The Abundant Phytocannabinoids in Rheumatoid Arthritis: Therapeutic Targets and Molecular Processes Identified Using Integrated Bioinformatics and Network Pharmacology

The endocannabinoid system consists of several phytocannabinoids, cannabinoid receptors, and enzymes that aid in numerous steps necessary to manifest any pharmacological activity. It is well known that the endocannabinoid system inhibits the pathogenesis of the inflammatory and autoimmune disease rheumatoid arthritis (RA). To the best of our knowledge, no research has been done that explains the network-pharmacology-based anti-rheumatic processes by focusing on the endocannabinoid system. Therefore, the purpose of this study is to further our understanding of the signaling pathways, associated proteins, and genes underlying RA based on the abundant natural endocannabinoids. The knowledge on how the phytocannabinoids in Cannabis sativa affect the endocannabinoid system was gathered from the literature. SwissTarget prediction and BindingDB databases were used to anticipate the targets for the phytocannabinoids. The genes related to RA were retrieved from the DisGeNET and GeneCards databases.

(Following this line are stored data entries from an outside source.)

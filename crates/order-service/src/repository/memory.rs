//! 内存订单仓储
//!
//! 用于本地无 Postgres 运行与测试。订单与商品在同一把写锁内整体写入，
//! 与数据库事务一样不会留下部分记录；支持注入写入失败。

use std::collections::HashMap;
use std::sync::atomic::{AtomicBool, Ordering};

use async_trait::async_trait;
use chrono::Utc;
use parking_lot::{Mutex, RwLock};

use super::traits::OrderRepositoryTrait;
use crate::error::{OrderError, Result};
use crate::models::{Order, OrderStatus, OrderedProduct};

#[derive(Default)]
struct Tables {
    orders: HashMap<String, Order>,
    products: Vec<OrderedProduct>,
}

/// 内存订单仓储
#[derive(Default)]
pub struct InMemoryOrderRepository {
    tables: RwLock<Tables>,
    /// 写入第 N 个商品后模拟失败
    fail_item_inserts_after: Mutex<Option<usize>>,
    fail_updates: AtomicBool,
}

impl InMemoryOrderRepository {
    pub fn new() -> Self {
        Self::default()
    }

    /// 创建订单时，在写入 `n` 个商品后模拟存储失败；`None` 关闭注入
    pub fn fail_item_inserts_after(&self, n: Option<usize>) {
        *self.fail_item_inserts_after.lock() = n;
    }

    /// 状态更新时模拟存储失败
    pub fn fail_updates(&self, fail: bool) {
        self.fail_updates.store(fail, Ordering::SeqCst);
    }

    pub fn order_count(&self) -> usize {
        self.tables.read().orders.len()
    }

    pub fn product_count(&self) -> usize {
        self.tables.read().products.len()
    }
}

fn sorted(mut orders: Vec<Order>) -> Vec<Order> {
    orders.sort_by(|a, b| a.created_at.cmp(&b.created_at).then_with(|| a.id.cmp(&b.id)));
    orders
}

#[async_trait]
impl OrderRepositoryTrait for InMemoryOrderRepository {
    async fn create_order_with_items(
        &self,
        order: &Order,
        items: &[OrderedProduct],
    ) -> Result<Order> {
        let fail_after = *self.fail_item_inserts_after.lock();
        let mut tables = self.tables.write();

        if tables.orders.contains_key(&order.id) {
            return Err(OrderError::Storage(format!("订单主键冲突: {}", order.id)));
        }

        // 先在暂存区完成全部写入，成功后再一次性提交
        let mut staged = Vec::with_capacity(items.len());
        for (index, item) in items.iter().enumerate() {
            if fail_after.is_some_and(|n| index >= n) {
                return Err(OrderError::Storage(format!(
                    "写入订单商品失败: order_id={}, product_code={}",
                    order.id, item.product_code
                )));
            }
            staged.push(item.clone());
        }

        tables.orders.insert(order.id.clone(), order.clone());
        tables.products.extend(staged);
        Ok(order.clone())
    }

    async fn get_order_by_id(&self, id: &str) -> Result<Option<Order>> {
        Ok(self.tables.read().orders.get(id).cloned())
    }

    async fn get_ordered_items_by_order_id(&self, order_id: &str) -> Result<Vec<OrderedProduct>> {
        Ok(self
            .tables
            .read()
            .products
            .iter()
            .filter(|p| p.order_id == order_id)
            .cloned()
            .collect())
    }

    async fn get_ordered_items_by_order_ids(
        &self,
        order_ids: &[String],
    ) -> Result<Vec<OrderedProduct>> {
        Ok(self
            .tables
            .read()
            .products
            .iter()
            .filter(|p| order_ids.contains(&p.order_id))
            .cloned()
            .collect())
    }

    async fn list_orders_by_user(&self, user_id: &str) -> Result<Vec<Order>> {
        let orders = self
            .tables
            .read()
            .orders
            .values()
            .filter(|o| o.user_id == user_id)
            .cloned()
            .collect();
        Ok(sorted(orders))
    }

    async fn list_all_orders(&self) -> Result<Vec<Order>> {
        let orders = self.tables.read().orders.values().cloned().collect();
        Ok(sorted(orders))
    }

    async fn update_order_status(&self, id: &str, status: OrderStatus) -> Result<()> {
        if self.fail_updates.load(Ordering::SeqCst) {
            return Err(OrderError::Storage(format!("更新订单状态失败: order_id={id}")));
        }

        let mut tables = self.tables.write();
        let order = tables
            .orders
            .get_mut(id)
            .ok_or_else(|| OrderError::OrderNotFound(id.to_string()))?;
        order.status = status;
        order.updated_at = Utc::now();
        Ok(())
    }
}
//! HTTP 处理器

pub mod health;
pub mod order;
//! 订单服务 HTTP DTO

pub mod request;
pub mod response;

pub use request::{CreateOrderRequest, OrderedProductDto, UpdateOrderStatusRequest};
pub use response::{ApiResponse, OrderResponse, OrderSummaryResponse, OrderedProductResponse};
//! Prometheus 指标模块
//!
//! 基于 metrics crate 和 metrics-exporter-prometheus 实现指标收集与导出。
//! 指标通过独立的 HTTP 端口暴露，供 Prometheus 抓取。

use anyhow::Result;
use axum::{Router, routing::get};
use metrics_exporter_prometheus::{PrometheusBuilder, PrometheusHandle};
use std::net::SocketAddr;
use std::sync::OnceLock;
use tokio::net::TcpListener;
use tracing::{error, info};

use super::ObservabilityConfig;

/// 全局 Prometheus handle，用于渲染指标
static PROMETHEUS_HANDLE: OnceLock<PrometheusHandle> = OnceLock::new();

/// Metrics 资源守卫
pub struct MetricsHandle {
    _server_handle: tokio::task::JoinHandle<()>,
}

/// 初始化 Prometheus 指标导出
///
/// 启动一个独立的 HTTP 服务器在指定端口暴露 `/metrics` 端点。
pub async fn init(config: &ObservabilityConfig) -> Result<MetricsHandle> {
    let handle = PrometheusBuilder::new().install_recorder()?;
    let _ = PROMETHEUS_HANDLE.set(handle.clone());

    register_common_metrics(&config.service_name);

    let addr = SocketAddr::from(([0, 0, 0, 0], config.metrics_port));
    let server_handle = start_metrics_server(addr, handle).await?;

    Ok(MetricsHandle {
        _server_handle: server_handle,
    })
}

/// 注册指标描述，会出现在 /metrics 端点的 HELP 注释中
fn register_common_metrics(service_name: &str) {
    metrics::describe_counter!("http_requests_total", "Total number of HTTP requests");
    metrics::describe_histogram!(
        "http_request_duration_seconds",
        "HTTP request duration in seconds"
    );

    metrics::describe_counter!("orders_created_total", "Total number of orders created");
    metrics::describe_counter!(
        "order_status_transitions_total",
        "Total number of applied order status transitions"
    );
    metrics::describe_counter!(
        "order_events_published_total",
        "Order events published, labelled by routing key and outcome"
    );
    metrics::describe_counter!(
        "order_events_consumed_total",
        "Order events consumed, labelled by outcome"
    );

    metrics::counter!("service_starts_total", "service" => service_name.to_string()).increment(1);
}

/// 启动指标 HTTP 服务器
async fn start_metrics_server(
    addr: SocketAddr,
    handle: PrometheusHandle,
) -> Result<tokio::task::JoinHandle<()>> {
    let app = Router::new()
        .route("/metrics", get(move || std::future::ready(handle.render())))
        .route("/health", get(|| async { "OK" }));

    let listener = TcpListener::bind(addr).await?;
    info!("Metrics server listening on {}", addr);

    let server_handle = tokio::spawn(async move {
        if let Err(e) = axum::serve(listener, app).await {
            error!("Metrics server error: {}", e);
        }
    });

    Ok(server_handle)
}

/// 获取全局 Prometheus handle（用于自定义渲染）
pub fn get_handle() -> Option<&'static PrometheusHandle> {
    PROMETHEUS_HANDLE.get()
}

// ============================================================================
// 便捷的指标记录函数
// ============================================================================

/// 记录 HTTP 请求
#[inline]
pub fn record_http_request(method: &str, path: &str, status: u16, duration_secs: f64) {
    let status_str = status.to_string();
    metrics::counter!(
        "http_requests_total",
        "method" => method.to_string(),
        "path" => path.to_string(),
        "status" => status_str.clone()
    )
    .increment(1);

    metrics::histogram!(
        "http_request_duration_seconds",
        "method" => method.to_string(),
        "path" => path.to_string(),
        "status" => status_str
    )
    .record(duration_secs);
}

/// 记录订单创建
#[inline]
pub fn record_order_created() {
    metrics::counter!("orders_created_total").increment(1);
}

/// 记录订单状态流转
#[inline]
pub fn record_status_transition(from: &str, to: &str) {
    metrics::counter!(
        "order_status_transitions_total",
        "from" => from.to_string(),
        "to" => to.to_string()
    )
    .increment(1);
}

/// 记录事件发布结果
#[inline]
pub fn record_event_published(routing_key: &str, success: bool) {
    metrics::counter!(
        "order_events_published_total",
        "routing_key" => routing_key.to_string(),
        "outcome" => if success { "success" } else { "failure" }
    )
    .increment(1);
}

#[cfg(test)]
mod tests {
    use super::*;

    #[test]
    fn test_record_functions_do_not_panic() {
        // 即使没有初始化 recorder，这些函数也不应该 panic
        record_http_request("GET", "/orders", 200, 0.1);
        record_order_created();
        record_status_transition("PENDING", "CONFIRMED");
        record_event_published("order.created", true);
        record_event_published("order.created", false);
    }
}
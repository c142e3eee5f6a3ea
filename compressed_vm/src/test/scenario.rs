use crate::{
    cvm_config::CVMConfig,
    modules::physical_allocator::PhysicalAllocatorModule,
};

use super::{get_test_space, uniform_page, TestAddressSpace};

const PAGE_CONTENTS: [[u8; 4]; 5] = [
    [1, 2, 3, 4],
    [5, 6, 7, 8],
    [9, 10, 11, 12],
    [13, 14, 15, 16],
    [17, 18, 19, 20],
];

/// page size 4, uncompressed zone 0..4, compressed zone 4..8, groups of 2 pages
fn tiny_space() -> TestAddressSpace {
    get_test_space(CVMConfig::new(4, 8, 4, 2))
}

/// Touches vpn 0 to 3 and then vpn 4, which has to evict vpn 0 and 1
fn fill_and_evict(space: &mut TestAddressSpace) {
    for (vpn, contents) in PAGE_CONTENTS.iter().enumerate().take(4) {
        assert_eq!(space.write_virtual_memory(vpn * 4, contents), 4);
        assert_eq!(space.entry(vpn).unwrap().ppn(), Some(vpn));
    }
    assert_eq!(space.allocator().count_free_uncompressed(), 0);

    assert_eq!(space.write_virtual_memory(16, &PAGE_CONTENTS[4]), 4);
}

#[test]
fn test_first_fault_gets_first_page() {
    let mut space = tiny_space();

    assert_eq!(space.handle_page_fault(0), Ok(0));

    let entry = space.entry(0).unwrap();
    assert!(entry.is_valid());
    assert!(!entry.is_compressed());
    assert_eq!(entry.ppn(), Some(0));
    assert_eq!(space.statistics().zero_fill_faults, 1);

    space.check_integrity();
}

#[test]
fn test_eviction_on_full_uncompressed_zone() {
    let mut space = tiny_space();
    fill_and_evict(&mut space);

    let vpn0 = space.entry(0).unwrap();
    assert!(vpn0.is_compressed());
    assert!(!vpn0.is_valid());
    assert_eq!(vpn0.compress_offset(), Some(0));

    let handle = vpn0.compress_block().unwrap();
    let block = space.block(handle).unwrap();
    assert_eq!(block.vpn_list(), &[0, 1]);
    assert_eq!(block.uncompressed_byte_length(), 8);
    assert_eq!(block.start_ppn(), 4);

    let vpn1 = space.entry(1).unwrap();
    assert_eq!(vpn1.compress_block(), Some(handle));
    assert_eq!(vpn1.compress_offset(), Some(1));

    let vpn4 = space.entry(4).unwrap();
    assert!(vpn4.is_valid());
    assert_eq!(vpn4.ppn(), Some(0));

    // second page of the group is not needed
    assert!(!space.allocator().is_used(1));
    assert_eq!(space.statistics().swap_outs, 1);
    assert_eq!(space.statistics().pages_compressed, 2);

    space.check_integrity();
}

#[test]
fn test_swap_in_restores_whole_group() {
    let mut space = tiny_space();
    fill_and_evict(&mut space);

    let mut buffer = [0u8; 4];
    assert_eq!(space.read_virtual_memory(4, &mut buffer), 4);
    assert_eq!(buffer, PAGE_CONTENTS[1]);

    // victims are used before the free page 1
    assert_eq!(space.entry(0).unwrap().ppn(), Some(2));
    assert_eq!(space.entry(1).unwrap().ppn(), Some(3));
    assert!(!space.allocator().is_used(1));

    // vpn 2 and 3 went to the space the old block occupied
    let handle = space.entry(2).unwrap().compress_block().unwrap();
    let block = space.block(handle).unwrap();
    assert_eq!(block.vpn_list(), &[2, 3]);
    assert_eq!(block.start_ppn(), 4);
    assert_eq!(space.blocks().len(), 1);

    // only the pages of the new block are left in the compressed zone
    assert_eq!(
        space.allocator().count_free_compressed(),
        4 - block.compressed_page_count(4)
    );

    assert_eq!(space.statistics().swap_ins, 1);
    assert_eq!(space.statistics().pages_decompressed, 2);

    space.check_integrity();

    for (vpn, contents) in PAGE_CONTENTS.iter().enumerate() {
        assert_eq!(space.read_virtual_memory(vpn * 4, &mut buffer), 4);
        assert_eq!(&buffer, contents, "content of vpn {} changed", vpn);
        space.check_integrity();
    }
}

#[test]
fn test_swap_in_clears_access_bits() {
    let mut space = tiny_space();
    fill_and_evict(&mut space);

    assert_eq!(space.handle_page_fault(0), Ok(2));

    for vpn in [0, 1] {
        let entry = space.entry(vpn).unwrap();
        assert!(!entry.is_used());
        assert!(!entry.is_dirty());
    }
}

#[test]
fn test_victim_shortfall_uses_free_pages() {
    let mut space = get_test_space(CVMConfig::new(64, 8, 4, 2));

    for vpn in 0..5 {
        let page = uniform_page(64, vpn as u8 + 1);
        assert_eq!(space.write_virtual_memory(vpn * 64, &page), 64);
    }
    assert!(space.entry(0).unwrap().is_compressed());
    assert!(!space.allocator().is_used(1));

    space.victim_selection_mut().limit = Some(1);

    let mut buffer = [0u8; 64];
    assert_eq!(space.read_virtual_memory(0, &mut buffer), 64);
    assert_eq!(buffer.to_vec(), uniform_page(64, 1));

    // one victim, then the free page
    assert_eq!(space.entry(0).unwrap().ppn(), Some(2));
    assert_eq!(space.entry(1).unwrap().ppn(), Some(1));
    assert!(space.entry(2).unwrap().is_compressed());
    assert_eq!(space.statistics().victim_shortfalls, 1);

    space.check_integrity();

    space.victim_selection_mut().limit = None;
    for vpn in 0..5 {
        assert_eq!(space.read_virtual_memory(vpn * 64, &mut buffer), 64);
        assert_eq!(buffer.to_vec(), uniform_page(64, vpn as u8 + 1));
    }
    space.check_integrity();
}

#[test]
#[should_panic(expected = "Out of memory")]
fn test_out_of_memory_without_victims() {
    let mut space = tiny_space();

    for vpn in 0..4 {
        space.handle_page_fault(vpn * 4).unwrap();
    }

    space.victim_selection_mut().limit = Some(0);
    let _ = space.handle_page_fault(16);
}

#[test]
#[should_panic(expected = "Out of memory")]
fn test_out_of_memory_on_swap_in() {
    let mut space = get_test_space(CVMConfig::new(64, 8, 4, 2));

    for vpn in 0..5 {
        let page = uniform_page(64, vpn as u8);
        space.write_virtual_memory(vpn * 64, &page);
    }

    // one free page but two are needed
    space.victim_selection_mut().limit = Some(0);
    let _ = space.handle_page_fault(0);
}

Protein-protein interactions (high confidence > 0.7) were carried out with the aid of the string web server and displayed using Cytoscape. The Kyoto Encyclopedia of Genes and Genomes (KEGG) metabolic pathway analysis was used to perform enrichment analyses on the endocannabinoid-RA common targets. ShinyGO 0.76 was used to predict the biological processes listed in the Gene Ontology (GO) classification system. The binding affinity between the ligand and the receptors was precisely understood using molecular docking, induced-fit docking, and a molecular dynamics simulation. The network pharmacology analyses predicted that processes like response to oxygen-containing compounds and peptodyl-amino acid modification are related to the potential mechanisms of treatment for RA. These biological actions are coordinated by cancer, neuroactive ligand-receptor interaction, lipids and atherosclerosis, the calcium signaling pathway, and the Rap1 signaling pathway. According to the results of molecular docking, in the context of RA, phytocannabinoids may bind to important target proteins such PIK3CA, AKT1, MAPK9, PRKCD, BRAF, IGF1R, and NOS3. This entire study predicted the phytocannabinoids’ systemic biological characteristics. Future experimental research is needed, however, to confirm the results so far.


Keywords:

Cannabis sativa; cannabis; endocannabinoid system; inflammation; network pharmacology.